The play is about these two brothers, one an adjusted, seemingly successful writer, the other a damaged, seemingly successful criminal, as they reluctantly collaborate to write a modern Western. The only other characters are Saul and their mother. Their absent, alcoholic father, living in the desert, is a weight on every scene.

Matthew DiBiasio's Lee is a seething, manic mess; searing, wild-eyed danger turns his every line into a threat. DiBiasio sometimes overdelivers in that mania, but his vacillation from explosive violence to quiet rage is usually right on point. He's most credible in eerily long drunken pauses during which it's unclear whether he's lost in thought or lost from thought.

Kenneth Baldino shows impressive range as Austin. In the first act, Austin is level and grounded—possibly by pure fear of his brother—with a shaky steadiness, always leaning toward a confrontation he lacks the courage to enter. After the intermission, a lot of Lee has infected Austin: He's drunk, on the floor, making toast.

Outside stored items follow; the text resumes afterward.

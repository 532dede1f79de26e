//! Variadic input policy
//!
//! Decides whether an input socket accepts several connections. Inputs not
//! listed are single-connection: connecting to them replaces the existing
//! connection.

use std::collections::{HashMap, HashSet};

use serde::{Deserialize, Serialize};

use crate::registry::NodeRegistry;

/// Mapping of node type to its variadic input keys
#[derive(Debug, Clone, Default, PartialEq, Eq, Serialize, Deserialize)]
#[serde(transparent)]
pub struct VariadicPolicy {
    inputs: HashMap<String, HashSet<String>>,
}

impl VariadicPolicy {
    /// A policy where every input is single-connection
    pub fn new() -> Self {
        Self::default()
    }

    /// Derive the policy from the inputs each definition declares variadic
    pub fn from_registry(registry: &NodeRegistry) -> Self {
        let mut policy = Self::new();
        for definition in registry.all() {
            for input in definition.inputs.iter().filter(|i| i.variadic) {
                policy.allow(definition.node_type.clone(), input.key.clone());
            }
        }
        policy
    }

    /// Mark an input as variadic
    pub fn allow(&mut self, node_type: impl Into<String>, input: impl Into<String>) {
        self.inputs
            .entry(node_type.into())
            .or_default()
            .insert(input.into());
    }

    /// Builder form of [`allow`](Self::allow)
    pub fn with(mut self, node_type: impl Into<String>, input: impl Into<String>) -> Self {
        self.allow(node_type, input);
        self
    }

    /// Mark an input as single-connection
    pub fn deny(&mut self, node_type: &str, input: &str) {
        if let Some(inputs) = self.inputs.get_mut(node_type) {
            inputs.remove(input);
            if inputs.is_empty() {
                self.inputs.remove(node_type);
            }
        }
    }

    pub fn is_variadic(&self, node_type: &str, input: &str) -> bool {
        self.inputs
            .get(node_type)
            .is_some_and(|inputs| inputs.contains(input))
    }

    pub fn is_empty(&self) -> bool {
        self.inputs.is_empty()
    }
}

impl<T, I> FromIterator<(T, I)> for VariadicPolicy
where
    T: Into<String>,
    I: Into<String>,
{
    fn from_iter<It: IntoIterator<Item = (T, I)>>(iter: It) -> Self {
        let mut policy = Self::new();
        for (node_type, input) in iter {
            policy.allow(node_type, input);
        }
        policy
    }
}

#[cfg(test)]
mod tests {
    use super::*;
    use crate::definition::{InputDefinition, NodeDefinition};
    use crate::types::SocketType;

    #[test]
    fn test_absent_entries_are_single() {
        let policy = VariadicPolicy::new();
        assert!(!policy.is_variadic("Union", "expr"));
    }

    #[test]
    fn test_allow_and_deny() {
        let mut policy: VariadicPolicy = [("Union", "expr")].into_iter().collect();
        assert!(policy.is_variadic("Union", "expr"));
        assert!(!policy.is_variadic("Union", "k"));
        assert!(!policy.is_variadic("Translate3D", "expr"));

        policy.deny("Union", "expr");
        assert!(!policy.is_variadic("Union", "expr"));
        assert!(policy.is_empty());
    }

    #[test]
    fn test_from_registry() {
        let mut registry = NodeRegistry::new();
        registry
            .register(
                NodeDefinition::new("Union", "Union", "Combinators")
                    .with_input(InputDefinition::required("expr", "Expr", SocketType::ExprSocket).variadic())
                    .with_input(InputDefinition::optional("k", "K", SocketType::FloatSocket)),
            )
            .unwrap();
        let policy = VariadicPolicy::from_registry(&registry);
        assert!(policy.is_variadic("Union", "expr"));
        assert!(!policy.is_variadic("Union", "k"));
    }

    #[test]
    fn test_serializes_as_map() {
        let policy = VariadicPolicy::new().with("Union", "expr");
        let json = serde_json::to_value(&policy).unwrap();
        assert_eq!(json, serde_json::json!({ "Union": ["expr"] }));
    }
}
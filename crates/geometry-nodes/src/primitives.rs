//! Primitive nodes
//!
//! Signed-distance primitives. Each exposes its shape parameters as optional
//! sockets with linked controls and a single expression output.

use node_graph::NodeDefinition;

use crate::params::{check_non_negative, with_expr_output, with_float_param, with_vector_param};

const CATEGORY: &str = "Primitives";

/// Axis-aligned box
pub fn box_3d() -> NodeDefinition {
    let definition = NodeDefinition::new("Box3D", "Box 3D", CATEGORY)
        .with_description("Axis-aligned box centred at the origin")
        .with_tags(["box", "cube", "3d"])
        .with_dimensions(180.0, 120.0);
    with_expr_output(with_vector_param(definition, "size", "Size", &[1.0, 1.0, 1.0]))
        .with_declared_defaults()
        .with_validator(|data| check_non_negative(data, &["size"]))
}

inventory::submit!(node_graph::DefinitionFn(box_3d));

/// Hollow box made of its edges
pub fn box_frame_3d() -> NodeDefinition {
    let definition = NodeDefinition::new("BoxFrame3D", "Box Frame 3D", CATEGORY)
        .with_description("Wireframe box with edge thickness")
        .with_tags(["box", "frame", "3d"]);
    let definition = with_vector_param(definition, "b", "Bounds", &[1.0, 1.0, 1.0]);
    with_expr_output(with_float_param(definition, "e", "Edge", 0.1))
        .with_declared_defaults()
        .with_validator(|data| check_non_negative(data, &["b", "e"]))
}

inventory::submit!(node_graph::DefinitionFn(box_frame_3d));

/// Sphere centred at the origin
pub fn sphere_3d() -> NodeDefinition {
    let definition = NodeDefinition::new("Sphere3D", "Sphere 3D", CATEGORY)
        .with_description("Sphere centred at the origin")
        .with_tags(["sphere", "ball", "3d"]);
    with_expr_output(with_float_param(definition, "radius", "Radius", 1.0))
        .with_declared_defaults()
        .with_validator(|data| check_non_negative(data, &["radius"]))
}

inventory::submit!(node_graph::DefinitionFn(sphere_3d));

/// Capped cylinder along the Y axis
pub fn cylinder_3d() -> NodeDefinition {
    let definition = NodeDefinition::new("Cylinder3D", "Cylinder 3D", CATEGORY)
        .with_description("Capped cylinder along the Y axis")
        .with_tags(["cylinder", "3d"]);
    let definition = with_float_param(definition, "h", "Height", 1.0);
    with_expr_output(with_float_param(definition, "r", "Radius", 0.5))
        .with_declared_defaults()
        .with_validator(|data| check_non_negative(data, &["h", "r"]))
}

inventory::submit!(node_graph::DefinitionFn(cylinder_3d));

/// Torus in the XZ plane; `t` holds the major and minor radius
pub fn torus_3d() -> NodeDefinition {
    let definition = NodeDefinition::new("Torus3D", "Torus 3D", CATEGORY)
        .with_description("Torus in the XZ plane")
        .with_tags(["torus", "ring", "donut", "3d"]);
    with_expr_output(with_vector_param(definition, "t", "Radii", &[1.0, 0.25]))
        .with_declared_defaults()
        .with_validator(|data| check_non_negative(data, &["t"]))
}

inventory::submit!(node_graph::DefinitionFn(torus_3d));

#[cfg(test)]
mod tests {
    use super::*;
    use node_graph::{validate_definition, ControlType, NodeData, SocketType};
    use serde_json::json;

    #[test]
    fn test_definitions_are_valid() {
        for definition in [box_3d(), box_frame_3d(), sphere_3d(), cylinder_3d(), torus_3d()] {
            let result = validate_definition(&definition);
            assert!(result.is_valid, "{}: {:?}", definition.node_type, result.errors);
            assert!(result.warnings.is_empty(), "{}: {:?}", definition.node_type, result.warnings);
            assert_eq!(definition.outputs[0].socket_type, SocketType::ExprSocket);
        }
    }

    #[test]
    fn test_box_defaults() {
        let definition = box_3d();
        let data = definition.default_data(&NodeData::new());
        assert_eq!(data.get("size"), Some(&json!([1.0, 1.0, 1.0])));
        assert_eq!(definition.controls[0].control_type, ControlType::Vector3);
    }

    #[test]
    fn test_torus_uses_vector2() {
        let definition = torus_3d();
        assert_eq!(definition.controls[0].control_type, ControlType::Vector2);
        assert_eq!(definition.default_data(&NodeData::new()).get("t"), Some(&json!([1.0, 0.25])));
    }

    #[test]
    fn test_negative_size_rejected() {
        let definition = box_3d();
        let mut data = definition.default_data(&NodeData::new());
        data.insert("size".to_string(), json!([1.0, -2.0, 1.0]));
        let result = definition.validate_data(&data);
        assert_eq!(result.errors, vec!["size must not be negative"]);

        let mut data = sphere_3d().default_data(&NodeData::new());
        data.insert("radius".to_string(), json!(-0.5));
        assert!(!sphere_3d().validate_data(&data).is_valid);
    }
}
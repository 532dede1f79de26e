//! Node Graph - in-memory core of the geometry node editor
//!
//! This crate holds everything the editor needs below the canvas:
//!
//! - Node definitions (sockets, controls, default data, validators)
//! - A definition registry with category indices and scored search
//! - A node factory with auto-layout placement
//! - The graph store with cascading removal
//! - A manager enforcing connection rules, emitting events and keeping history
//! - Guide document serialization for persistence and exchange
//!
//! # Architecture
//!
//! Definitions are registered in a [`NodeRegistry`], usually collected at
//! link time from node crates via [`DefinitionFn`]. The [`NodeFactory`]
//! borrows a registry to build [`NodeInstance`]s, which are handed to a
//! [`GraphManager`]. The manager owns the [`Graph`] and is the only place
//! mutations happen; subscribers observe them through [`GraphEvent`]s.
//!
//! # Example
//!
//! ```ignore
//! use node_graph::{GraphManager, NodeCreationOptions, NodeFactory, NodeRegistry, Position};
//!
//! let registry = NodeRegistry::with_builtins();
//! let mut factory = NodeFactory::new(&registry);
//! let mut manager = GraphManager::new();
//!
//! let created = factory.create_node("Box3D", NodeCreationOptions::at(Position::new(0.0, 0.0)))?;
//! manager.add_node(created.node);
//! ```

pub mod config;
pub mod constants;
pub mod definition;
pub mod error;
pub mod events;
pub mod factory;
pub mod graph;
pub mod history;
pub mod manager;
pub mod policy;
pub mod registry;
pub mod serialization;
pub mod types;
pub mod validation;

// Re-export key types
pub use config::{AutoLayoutConfig, CategoryConfig, ManagerConfig, RegistryConfig};
pub use definition::{
    validate_definition, ControlConfig, ControlDefinition, ControlType, InputDefinition, NodeDefinition,
    OutputDefinition,
};
pub use error::{GraphError, Result};
pub use events::{
    ConnectionAdded, ConnectionRemoved, EventError, EventSink, GraphCleared, GraphEvent, GraphEventKind,
    GraphLoaded, ListenerId, NodeAdded, NodeMoved, NodeRemoved, NodeUpdated, NullEventSink, RemovalReason,
    VecEventSink,
};
pub use factory::{CreatedNode, NodeCreationOptions, NodeFactory, NodeTemplate};
pub use graph::{Graph, GraphStats};
pub use history::{ChangeHistory, ChangeKind, ChangeRecord};
pub use manager::GraphManager;
pub use policy::VariadicPolicy;
pub use registry::{DefinitionFn, NodeRegistry, SearchOptions, SearchResult};
pub use serialization::{from_guide_json, to_guide_json, validate_guide_json, GuideDocument};
pub use types::{Connection, ConnectionId, NodeData, NodeId, NodeInstance, Position, SocketType, ValidationResult};
pub use validation::{validate_graph, GraphValidationReport, ValidationIssue};
//! Transform nodes
//!
//! Each transform takes one expression and a vector parameter.

use node_graph::{InputDefinition, NodeDefinition, SocketType};

use crate::params::{check_non_zero, with_expr_output, with_vector_param, EXPR};

const CATEGORY: &str = "Transforms";

fn transform(node_type: &str, label: &str, description: &str) -> NodeDefinition {
    NodeDefinition::new(node_type, label, CATEGORY)
        .with_description(description)
        .with_input(InputDefinition::required(EXPR, "Expr", SocketType::ExprSocket))
}

pub fn translate_3d() -> NodeDefinition {
    let definition = transform("Translate3D", "Translate 3D", "Move an expression by an offset")
        .with_tags(["translate", "move", "offset", "3d"]);
    with_expr_output(with_vector_param(definition, "offset", "Offset", &[0.0, 0.0, 0.0])).with_declared_defaults()
}

inventory::submit!(node_graph::DefinitionFn(translate_3d));

/// Rotation by XYZ Euler angles in radians
pub fn euler_rotate_3d() -> NodeDefinition {
    let definition = transform("EulerRotate3D", "Euler Rotate 3D", "Rotate an expression by Euler angles")
        .with_tags(["rotate", "euler", "3d"]);
    with_expr_output(with_vector_param(definition, "angles", "Angles", &[0.0, 0.0, 0.0])).with_declared_defaults()
}

inventory::submit!(node_graph::DefinitionFn(euler_rotate_3d));

/// Per-axis scale; zero components collapse the shape and are rejected
pub fn scale_3d() -> NodeDefinition {
    let definition = transform("Scale3D", "Scale 3D", "Scale an expression per axis").with_tags(["scale", "resize", "3d"]);
    with_expr_output(with_vector_param(definition, "scale", "Scale", &[1.0, 1.0, 1.0]))
        .with_declared_defaults()
        .with_validator(|data| check_non_zero(data, &["scale"]))
}

inventory::submit!(node_graph::DefinitionFn(scale_3d));
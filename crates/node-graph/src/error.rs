//! Error types for the node graph core

use thiserror::Error;

/// Result type alias using GraphError
pub type Result<T> = std::result::Result<T, GraphError>;

/// Errors that can occur in the node graph core
///
/// Every variant is caller-correctable. Lookups of ids that are simply absent
/// from a graph are not errors; those operations return `bool` or `Option`.
#[derive(Debug, Error)]
pub enum GraphError {
    /// Node type is not registered
    #[error("Unknown node type: {0}")]
    UnknownNodeType(String),

    /// Node definition failed structural validation
    #[error("Invalid definition for '{node_type}': {}", .errors.join("; "))]
    InvalidDefinition {
        node_type: String,
        errors: Vec<String>,
    },

    /// Node data was rejected by the definition's validator
    #[error("Invalid data for '{node_type}': {}", .errors.join("; "))]
    DataValidation {
        node_type: String,
        errors: Vec<String>,
        warnings: Vec<String>,
    },

    /// Module is missing from a guide document
    #[error("Module '{0}' not found in guide document")]
    ModuleNotFound(String),

    /// Serialization error
    #[error("Serialization error: {0}")]
    Serialization(#[from] serde_json::Error),

    /// Compression error
    #[error("Compression error: {0}")]
    Compression(String),
}

impl GraphError {
    /// Create an invalid definition error
    pub fn invalid_definition(node_type: impl Into<String>, errors: Vec<String>) -> Self {
        Self::InvalidDefinition {
            node_type: node_type.into(),
            errors,
        }
    }

    /// Collect the human-readable diagnostics carried by this error
    pub fn diagnostics(&self) -> Vec<String> {
        match self {
            Self::InvalidDefinition { errors, .. } | Self::DataValidation { errors, .. } => {
                errors.clone()
            }
            other => vec![other.to_string()],
        }
    }
}

#[cfg(test)]
mod tests {
    use super::*;

    #[test]
    fn test_error_messages() {
        let err = GraphError::UnknownNodeType("Blob3D".to_string());
        assert_eq!(err.to_string(), "Unknown node type: Blob3D");

        let err = GraphError::invalid_definition(
            "Box3D",
            vec!["Duplicate input key: size".to_string(), "Node label is required".to_string()],
        );
        assert_eq!(
            err.to_string(),
            "Invalid definition for 'Box3D': Duplicate input key: size; Node label is required"
        );
    }

    #[test]
    fn test_diagnostics() {
        let err = GraphError::DataValidation {
            node_type: "Sphere3D".to_string(),
            errors: vec!["radius must be non-negative".to_string()],
            warnings: vec![],
        };
        assert_eq!(err.diagnostics(), vec!["radius must be non-negative"]);

        let err = GraphError::ModuleNotFound("base".to_string());
        assert_eq!(err.diagnostics(), vec!["Module 'base' not found in guide document"]);
    }
}
/// Check a definition for structural problems
///
/// Errors make the definition unregistrable; warnings are advisory.
pub fn validate_definition(definition: &NodeDefinition) -> ValidationResult {
    let mut errors = Vec::new();
    let mut warnings = Vec::new();

    if definition.node_type.trim().is_empty() {
        errors.push("Node type is required".to_string());
    }
    if definition.label.trim().is_empty() {
        errors.push("Node label is required".to_string());
    }
    if definition.category.trim().is_empty() {
        errors.push("Node category is required".to_string());
    }

    let mut input_keys = HashSet::new();
    for input in &definition.inputs {
        if !input_keys.insert(input.key.as_str()) {
            errors.push(format!("Duplicate input key: {}", input.key));
        }
    }

    let mut output_keys = HashSet::new();
    for output in &definition.outputs {
        if !output_keys.insert(output.key.as_str()) {
            errors.push(format!("Duplicate output key: {}", output.key));
        }
    }

    let mut control_keys = HashSet::new();
    for control in &definition.controls {
        if !control_keys.insert(control.key.as_str()) {
            errors.push(format!("Duplicate control key: {}", control.key));
        }
        if let Some(linked) = &control.linked_to_input {
            if !input_keys.contains(linked.as_str()) {
                errors.push(format!(
                    "Control {} references non-existent input: {}",
                    control.key, linked
                ));
            }
        }
    }

    let linked: HashSet<&str> = definition
        .controls
        .iter()
        .filter_map(|c| c.linked_to_input.as_deref())
        .collect();
    let unlinked: Vec<&str> = definition
        .inputs
        .iter()
        .map(|i| i.key.as_str())
        .filter(|key| !linked.contains(key))
        .collect();
    if !unlinked.is_empty() {
        warnings.push(format!("Inputs without controls: {}", unlinked.join(", ")));
    }

    ValidationResult::from_diagnostics(errors, warnings)
}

It's director Devon Allen's subtle choices that hold this production together. If the first act didn't sound like the coffee machine dripping coffee; if the second act didn't smell like the dozen toasters toasting toast; if the actors weren't in character redecorating between scenes, if the space was larger and the audience less intimate with the violence and comedy, the play would be less real, the jokes and scares too separate, the shadow of family too dim.